What the task requires:
With the first line as the start and the line containing "primary instead. Both" as the end, write out every line of the records exactly.

Stored data:
───

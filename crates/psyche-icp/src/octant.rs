//! Octant classification on the interpersonal circumplex.
//!
//! Dominance and affiliation are derived from the agency and warmth
//! axis scores and rescaled to [-1, 1]. Each of the eight anchor
//! coordinates is compared against the respondent's point with a
//! Gaussian similarity kernel. The geometric rank-1 candidate wins
//! unless the top two are too close, in which case a deterministic rule
//! ladder over the four axis scores picks the primary instead. Both
//! paths are part of the instrument: the geometry is smooth, the rules
//! encode known boundary cases.

use serde::{Deserialize, Serialize};
use std::f64::consts::FRAC_1_SQRT_2;

use psyche_core::{AxisScores, OctantStyle};

/// Width of the Gaussian similarity kernel
pub const SIGMA: f64 = 0.75;
/// Rank-1/rank-2 similarity gap below which the rule ladder decides
pub const TIE_THRESHOLD: f64 = 0.05;
/// Minimum similarity for a secondary style to be reported
pub const SECONDARY_FLOOR: f64 = 0.45;

/// Anchor coordinates (dominance, affiliation) for the eight styles,
/// at 45-degree steps around the unit circle.
pub const ANCHORS: [(OctantStyle, f64, f64); 8] = [
    (OctantStyle::Director, 1.0, 0.0),
    (OctantStyle::Mentor, FRAC_1_SQRT_2, FRAC_1_SQRT_2),
    (OctantStyle::Harmonizer, 0.0, 1.0),
    (OctantStyle::Supporter, -FRAC_1_SQRT_2, FRAC_1_SQRT_2),
    (OctantStyle::Observer, -1.0, 0.0),
    (OctantStyle::Analyst, -FRAC_1_SQRT_2, -FRAC_1_SQRT_2),
    (OctantStyle::Independent, 0.0, -1.0),
    (OctantStyle::Challenger, FRAC_1_SQRT_2, -FRAC_1_SQRT_2),
];

/// One style's Gaussian similarity to the respondent's point.
#[derive(Debug, Clone, Copy, PartialEq, Serialize, Deserialize)]
pub struct StyleSimilarity {
    pub style: OctantStyle,
    pub similarity: f64,
}

/// Full classification output.
#[derive(Debug, Clone, Serialize, Deserialize)]
pub struct OctantClassification {
    pub primary: OctantStyle,
    pub secondary: Option<OctantStyle>,
    /// Respondent's dominance coordinate in [-1, 1]
    pub dominance: f64,
    /// Respondent's affiliation coordinate in [-1, 1]
    pub affiliation: f64,
    /// All eight similarities, sorted descending. Each is in (0, 1]
    /// and independently meaningful; the vector is not normalized.
    pub similarities: Vec<StyleSimilarity>,
    /// Similarity gap between the geometric rank-1 and rank-2
    pub separation_gap: f64,
    /// Whether the rule ladder overrode the geometric rank-1
    pub tie_break_used: bool,
}

fn rescale(score: u8) -> f64 {
    (score as f64 - 50.0) / 50.0
}

fn gaussian_similarity(dx: f64, dy: f64) -> f64 {
    let distance_sq = dx * dx + dy * dy;
    (-distance_sq / (2.0 * SIGMA * SIGMA)).exp()
}

/// Deterministic rule ladder over the four axis scores, with cut
/// points at 45/55/60. Evaluated top to bottom; order is significant.
fn rule_based_primary(scores: &AxisScores) -> OctantStyle {
    let agency = scores.agency;
    let warmth = scores.warmth;
    let boundary = scores.boundary;
    let resilience = scores.resilience;

    if agency >= 60 && warmth >= 55 {
        OctantStyle::Mentor
    } else if agency >= 60 && warmth <= 45 {
        OctantStyle::Challenger
    } else if agency >= 55 {
        OctantStyle::Director
    } else if warmth >= 60 && agency <= 45 {
        OctantStyle::Supporter
    } else if warmth >= 55 {
        OctantStyle::Harmonizer
    } else if agency <= 45 && warmth <= 45 && boundary >= 55 {
        OctantStyle::Independent
    } else if agency <= 45 && resilience <= 45 {
        OctantStyle::Analyst
    } else {
        OctantStyle::Observer
    }
}

/// Classify a respondent from their aggregated axis scores.
pub fn classify(scores: &AxisScores) -> OctantClassification {
    let dominance = rescale(scores.agency);
    let affiliation = rescale(scores.warmth);

    let mut similarities: Vec<StyleSimilarity> = ANCHORS
        .iter()
        .map(|&(style, ax, ay)| StyleSimilarity {
            style,
            similarity: gaussian_similarity(dominance - ax, affiliation - ay),
        })
        .collect();

    // Stable sort keeps anchor declaration order for exact ties
    similarities.sort_by(|a, b| {
        b.similarity
            .partial_cmp(&a.similarity)
            .unwrap_or(std::cmp::Ordering::Equal)
    });

    let separation_gap = similarities[0].similarity - similarities[1].similarity;
    let tie_break_used = separation_gap < TIE_THRESHOLD;

    let primary = if tie_break_used {
        let chosen = rule_based_primary(scores);
        tracing::debug!(
            gap = separation_gap,
            style = chosen.code(),
            "similarity gap below threshold, rule ladder decided primary"
        );
        chosen
    } else {
        similarities[0].style
    };

    // Highest-ranked candidate other than the primary, if it clears
    // the floor. Guarantees secondary != primary even when the rule
    // ladder picked something off the geometric top.
    let secondary = similarities
        .iter()
        .find(|s| s.style != primary)
        .filter(|s| s.similarity > SECONDARY_FLOOR)
        .map(|s| s.style);

    OctantClassification {
        primary,
        secondary,
        dominance,
        affiliation,
        similarities,
        separation_gap,
        tie_break_used,
    }
}

#[cfg(test)]
mod tests {
    use super::*;
    use approx::assert_abs_diff_eq;

    #[test]
    fn test_similarities_in_unit_interval() {
        let scores = AxisScores::new(90, 10, 50, 50);
        let result = classify(&scores);

        assert_eq!(result.similarities.len(), 8);
        for s in &result.similarities {
            assert!(s.similarity > 0.0 && s.similarity <= 1.0);
        }
    }

    #[test]
    fn test_high_agency_classifies_director() {
        let scores = AxisScores::new(100, 50, 50, 50);
        let result = classify(&scores);

        assert_eq!(result.primary, OctantStyle::Director);
        assert!(!result.tie_break_used);
        assert_abs_diff_eq!(result.dominance, 1.0);
        assert_abs_diff_eq!(result.affiliation, 0.0);
        // Sitting exactly on the anchor gives similarity 1
        assert_abs_diff_eq!(result.similarities[0].similarity, 1.0);
    }

    #[test]
    fn test_neutral_point_defers_to_rule_ladder() {
        // At the origin all eight anchors are equidistant, so the gap
        // is zero and the ladder decides; all-50 falls through to
        // Observer.
        let result = classify(&AxisScores::neutral());

        assert!(result.tie_break_used);
        assert_abs_diff_eq!(result.separation_gap, 0.0);
        assert_eq!(result.primary, OctantStyle::Observer);
    }

    #[test]
    fn test_secondary_floor() {
        // Origin similarities are exp(-1/1.125) ~ 0.41, under the floor
        let result = classify(&AxisScores::neutral());
        assert!(result.secondary.is_none());

        // A strong off-axis point has a close, meaningful runner-up
        let result = classify(&AxisScores::new(85, 75, 50, 50));
        assert!(result.secondary.is_some());
    }

    #[test]
    fn test_secondary_never_equals_primary() {
        for agency in (0..=100).step_by(10) {
            for warmth in (0..=100).step_by(10) {
                let result = classify(&AxisScores::new(agency, warmth, 50, 50));
                if let Some(secondary) = result.secondary {
                    assert_ne!(secondary, result.primary);
                }
            }
        }
    }

    #[test]
    fn test_rule_ladder_cut_points() {
        assert_eq!(
            rule_based_primary(&AxisScores::new(60, 55, 50, 50)),
            OctantStyle::Mentor
        );
        assert_eq!(
            rule_based_primary(&AxisScores::new(60, 45, 50, 50)),
            OctantStyle::Challenger
        );
        assert_eq!(
            rule_based_primary(&AxisScores::new(55, 50, 50, 50)),
            OctantStyle::Director
        );
        assert_eq!(
            rule_based_primary(&AxisScores::new(45, 60, 50, 50)),
            OctantStyle::Supporter
        );
        assert_eq!(
            rule_based_primary(&AxisScores::new(50, 55, 50, 50)),
            OctantStyle::Harmonizer
        );
        assert_eq!(
            rule_based_primary(&AxisScores::new(45, 45, 55, 50)),
            OctantStyle::Independent
        );
        assert_eq!(
            rule_based_primary(&AxisScores::new(45, 46, 50, 45)),
            OctantStyle::Analyst
        );
        assert_eq!(
            rule_based_primary(&AxisScores::new(50, 50, 50, 50)),
            OctantStyle::Observer
        );
    }
}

───

Exercise answer:
filename crates/psyche-icp/src/octant.rs
//! Octant classification on the interpersonal circumplex.
//!
//! Dominance and affiliation are derived from the agency and warmth
//! axis scores and rescaled to [-1, 1]. Each of the eight anchor
//! coordinates is compared against the respondent's point with a
//! Gaussian similarity kernel. The geometric rank-1 candidate wins
//! unless the top two are too close, in which case a deterministic rule
//! ladder over the four axis scores picks the primary instead. Both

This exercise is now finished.